Israël furieux que la captive âgée ait parlé de traitement humain de la part du Hamas

Les responsables de la propagande israélienne sont passablement perturbés, paraît-il, parce que Yocheved Lifshitz, une vieille dame israélienne a déclaré qu’elle avait été traitée correctement durant ses deux semaines de détention par le Hamas à Gaza.

 

Yocheved Lifshitz, une vieille dame israélienne a déclaré qu’elle avait été traitée correctement durant ses deux semaines de détention par le Hamas à Gaza.

Yocheved Lifshitz

 

 

Ali Abunimah, 24 octobre 2023

 

 

« J’entends des critiques émanant de sources qui traitaient de la hasbara  ces derniers jours.
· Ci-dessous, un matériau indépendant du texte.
//! RegistrationStore interface tests.
//!
//! These tests verify the contract of the RegistrationStore trait.
//! Each storage implementation should run these tests.

use academy_promo::model::{timestamp, NewRegistration, PaymentStatus};
use academy_promo::storage::RegistrationStore;

fn registration(email: &str) -> NewRegistration {
    NewRegistration {
        email: email.to_string(),
        amount_requested: 500.0,
        discount_code: None,
        discount_code_id: None,
        discount_amount: 0.0,
        amount_paid: 500.0,
    }
}

fn discounted(email: &str, code: &str, code_id: i64) -> NewRegistration {
    NewRegistration {
        email: email.to_string(),
        amount_requested: 500.0,
        discount_code: Some(code.to_string()),
        discount_code_id: Some(code_id),
        discount_amount: 50.0,
        amount_paid: 450.0,
    }
}

// =============================================================================
// insert / lookup tests
// =============================================================================

pub async fn test_insert_and_get<S: RegistrationStore>(store: &S) {
    let created = store
        .insert(discounted("  Insert@Club.ORG ", "TC1_STUDENT", 11))
        .await
        .expect("insert should succeed");

    assert!(created.id > 0);
    assert_eq!(created.email, "insert@club.org");
    assert_eq!(created.payment_status, PaymentStatus::Pending);
    assert_eq!(created.order_id, None);
    assert_eq!(created.payment_id, None);
    assert_eq!(created.created_at, created.updated_at);

    let fetched = store
        .get(created.id)
        .await
        .expect("get should succeed")
        .expect("registration should exist");
    assert_eq!(fetched, created);
    assert_eq!(fetched.discount_code.as_deref(), Some("TC1_STUDENT"));
    assert_eq!(fetched.discount_code_id, Some(11));
    assert_eq!(fetched.discount_amount, 50.0);
    assert_eq!(fetched.amount_paid, 450.0);

    assert!(store.get(i64::MAX).await.unwrap().is_none());
}

pub async fn test_find_by_gateway_references<S: RegistrationStore>(store: &S) {
    let created = store.insert(registration("refs@club.org")).await.unwrap();
    store.set_order_id(created.id, "order_refs").await.unwrap();
    store.set_payment_id(created.id, "pay_refs").await.unwrap();

    let by_order = store
        .find_by_order_id("order_refs")
        .await
        .unwrap()
        .expect("found by order id");
    assert_eq!(by_order.id, created.id);

    let by_payment = store
        .find_by_payment_id("pay_refs")
        .await
        .unwrap()
        .expect("found by payment id");
    assert_eq!(by_payment.id, created.id);

    assert!(store.find_by_order_id("order_none").await.unwrap().is_none());
    assert!(store.find_by_payment_id("pay_none").await.unwrap().is_none());
}

// =============================================================================
// guarded write tests
// =============================================================================

pub async fn test_set_order_id_only_while_pending<S: RegistrationStore>(store: &S) {
    let created = store.insert(registration("order@club.org")).await.unwrap();

    assert_eq!(store.set_order_id(created.id, "order_a").await.unwrap(), 1);
    assert_eq!(store.set_payment_id(created.id, "pay_order").await.unwrap(), 1);
    store
        .transition(created.id, PaymentStatus::Pending, PaymentStatus::Completed)
        .await
        .unwrap();

    assert_eq!(
        store.set_order_id(created.id, "order_b").await.unwrap(),
        0,
        "terminal rows keep their order"
    );
    let stored = store.get(created.id).await.unwrap().unwrap();
    assert_eq!(stored.order_id.as_deref(), Some("order_a"));

    assert_eq!(store.set_order_id(i64::MAX, "order_c").await.unwrap(), 0);
}

pub async fn test_set_payment_id_never_overwrites<S: RegistrationStore>(store: &S) {
    let created = store.insert(registration("payid@club.org")).await.unwrap();

    assert_eq!(store.set_payment_id(created.id, "pay_first").await.unwrap(), 1);
    assert_eq!(
        store.set_payment_id(created.id, "pay_first").await.unwrap(),
        1,
        "the same reference may be recorded again"
    );
    assert_eq!(
        store.set_payment_id(created.id, "pay_second").await.unwrap(),
        0,
        "a different reference must not replace the first"
    );

    let stored = store.get(created.id).await.unwrap().unwrap();
    assert_eq!(stored.payment_id.as_deref(), Some("pay_first"));
}

pub async fn test_transition_guards<S: RegistrationStore>(store: &S) {
    let created = store.insert(registration("guard@club.org")).await.unwrap();

    assert_eq!(
        store
            .transition(created.id, PaymentStatus::Pending, PaymentStatus::Completed)
            .await
            .unwrap(),
        0,
        "completion requires a payment reference"
    );

    store.set_payment_id(created.id, "pay_guard").await.unwrap();
    assert_eq!(
        store
            .transition(created.id, PaymentStatus::Failed, PaymentStatus::Completed)
            .await
            .unwrap(),
        0,
        "the expected current status must match"
    );
    assert_eq!(
        store
            .transition(created.id, PaymentStatus::Pending, PaymentStatus::Completed)
            .await
            .unwrap(),
        1
    );
    assert_eq!(
        store
            .transition(created.id, PaymentStatus::Pending, PaymentStatus::Completed)
            .await
            .unwrap(),
        0,
        "a second completion changes nothing"
    );

    let stored = store.get(created.id).await.unwrap().unwrap();
    assert_eq!(stored.payment_status, PaymentStatus::Completed);
    assert!(stored.updated_at >= stored.created_at);
}

pub async fn test_fail_without_payment<S: RegistrationStore>(store: &S) {
    let created = store.insert(registration("fail@club.org")).await.unwrap();

    assert_eq!(
        store
            .transition(created.id, PaymentStatus::Pending, PaymentStatus::Failed)
            .await
            .unwrap(),
        1
    );
    assert_eq!(
        store
            .transition(created.id, PaymentStatus::Pending, PaymentStatus::Completed)
            .await
            .unwrap(),
        0
    );
    assert_eq!(store.set_payment_id(created.id, "pay_late").await.unwrap(), 0);

    let stored = store.get(created.id).await.unwrap().unwrap();
    assert_eq!(stored.payment_status, PaymentStatus::Failed);
    assert_eq!(stored.payment_id, None);
}

pub async fn test_clear_discount_keeps_amount_paid<S: RegistrationStore>(store: &S) {
    let created = store
        .insert(discounted("clear@club.org", "CLEAR", 21))
        .await
        .unwrap();

    assert_eq!(store.clear_discount(created.id).await.unwrap(), 1);

    let stored = store.get(created.id).await.unwrap().unwrap();
    assert_eq!(stored.discount_code, None);
    assert_eq!(stored.discount_code_id, None);
    assert_eq!(stored.discount_amount, 0.0);
    assert_eq!(stored.amount_paid, 450.0);
}

// =============================================================================
// listing tests
// =============================================================================

pub async fn test_list_by_email_newest_first<S: RegistrationStore>(store: &S) {
    let first = store.insert(registration("history@club.org")).await.unwrap();
    let second = store.insert(registration("HISTORY@club.org")).await.unwrap();
    store.insert(registration("other@club.org")).await.unwrap();

    let rows = store.list_by_email(" History@Club.org ").await.unwrap();
    let ids: Vec<i64> = rows.iter().map(|r| r.id).collect();
    assert_eq!(ids, vec![second.id, first.id]);
}

pub async fn test_list_pending_with_payment<S: RegistrationStore>(store: &S) {
    let email = "stuck@club.org";
    let stuck = store.insert(registration(email)).await.unwrap();
    store.set_payment_id(stuck.id, "pay_stuck").await.unwrap();

    let unpaid = store.insert(registration(email)).await.unwrap();

    let done = store.insert(registration(email)).await.unwrap();
    store.set_payment_id(done.id, "pay_done").await.unwrap();
    store
        .transition(done.id, PaymentStatus::Pending, PaymentStatus::Completed)
        .await
        .unwrap();

    let failed = store.insert(registration(email)).await.unwrap();
    store.set_payment_id(failed.id, "pay_failed").await.unwrap();
    store
        .transition(failed.id, PaymentStatus::Pending, PaymentStatus::Failed)
        .await
        .unwrap();

    let rows = store.list_pending_with_payment(email).await.unwrap();
    let ids: Vec<i64> = rows.iter().map(|r| r.id).collect();
    assert_eq!(ids, vec![stuck.id]);
    assert!(!ids.contains(&unpaid.id));
}

pub async fn test_list_pending_without_payment_before<S: RegistrationStore>(store: &S) {
    let unpaid = store.insert(registration("stale@club.org")).await.unwrap();
    let paid = store.insert(registration("stale@club.org")).await.unwrap();
    store.set_payment_id(paid.id, "pay_stale").await.unwrap();

    let past = timestamp(chrono::Utc::now() - chrono::Duration::hours(1));
    let rows = store.list_pending_without_payment_before(&past).await.unwrap();
    assert!(rows.iter().all(|r| r.id != unpaid.id));

    let future = timestamp(chrono::Utc::now() + chrono::Duration::hours(1));
    let rows = store.list_pending_without_payment_before(&future).await.unwrap();
    assert!(rows.iter().any(|r| r.id == unpaid.id));
    assert!(rows.iter().all(|r| r.id != paid.id));
    assert!(rows
        .iter()
        .all(|r| r.payment_status == PaymentStatus::Pending && r.payment_id.is_none()));
}

pub async fn test_count_by_discount_code<S: RegistrationStore>(store: &S) {
    store
        .insert(discounted("count_a@club.org", "COUNTED", 31))
        .await
        .unwrap();
    let b = store
        .insert(discounted("count_b@club.org", "COUNTED", 31))
        .await
        .unwrap();

    assert_eq!(store.count_by_discount_code(31).await.unwrap(), 2);
    store.clear_discount(b.id).await.unwrap();
    assert_eq!(store.count_by_discount_code(31).await.unwrap(), 1);
    assert_eq!(store.count_by_discount_code(32).await.unwrap(), 0);
}

// =============================================================================
// Test runner macro
// =============================================================================

/// Run all RegistrationStore interface tests against a store implementation.
#[macro_export]
macro_rules! run_registration_store_tests {
    ($store:expr) => {
        use $crate::storage::registration_store_tests::*;

        test_insert_and_get($store).await;
        println!("  test_insert_and_get: PASSED");

        test_find_by_gateway_references($store).await;
        println!("  test_find_by_gateway_references: PASSED");

        test_set_order_id_only_while_pending($store).await;
        println!("  test_set_order_id_only_while_pending: PASSED");

        test_set_payment_id_never_overwrites($store).await;
        println!("  test_set_payment_id_never_overwrites: PASSED");

        test_transition_guards($store).await;
        println!("  test_transition_guards: PASSED");

        test_fail_without_payment($store).await;
        println!("  test_fail_without_payment: PASSED");

        test_clear_discount_keeps_amount_paid($store).await;
        println!("  test_clear_discount_keeps_amount_paid: PASSED");

        test_list_by_email_newest_first($store).await;
        println!("  test_list_by_email_newest_first: PASSED");

        test_list_pending_with_payment($store).await;
        println!("  test_list_pending_with_payment: PASSED");

        test_list_pending_without_payment_before($store).await;
        println!("  test_list_pending_without_payment_before: PASSED");

        test_count_by_discount_code($store).await;
        println!("  test_count_by_discount_code: PASSED");
    };
}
Le fait qu’on a permis à Yocheved Lifshitz de faire une déclaration dans une émission en direct était une erreur »,

a tweeté ce mardi Amichai Stein, un journaliste de Kan, le diffuseur national israélien.

« On n’est pas certain que l’on ait eu au préalable une discussion sur le sujet et qu’on ne soit posé toutes les questions. »

Hasbara est le mot hébreu utilisé pour décrire les efforts de propagande de l’État.

Yocheved Lifshitz, 85 ans, est l’une des deux Israéliennes remises lundi soir à la Croix-Rouge à la frontière de Rafah avec l’Égypte.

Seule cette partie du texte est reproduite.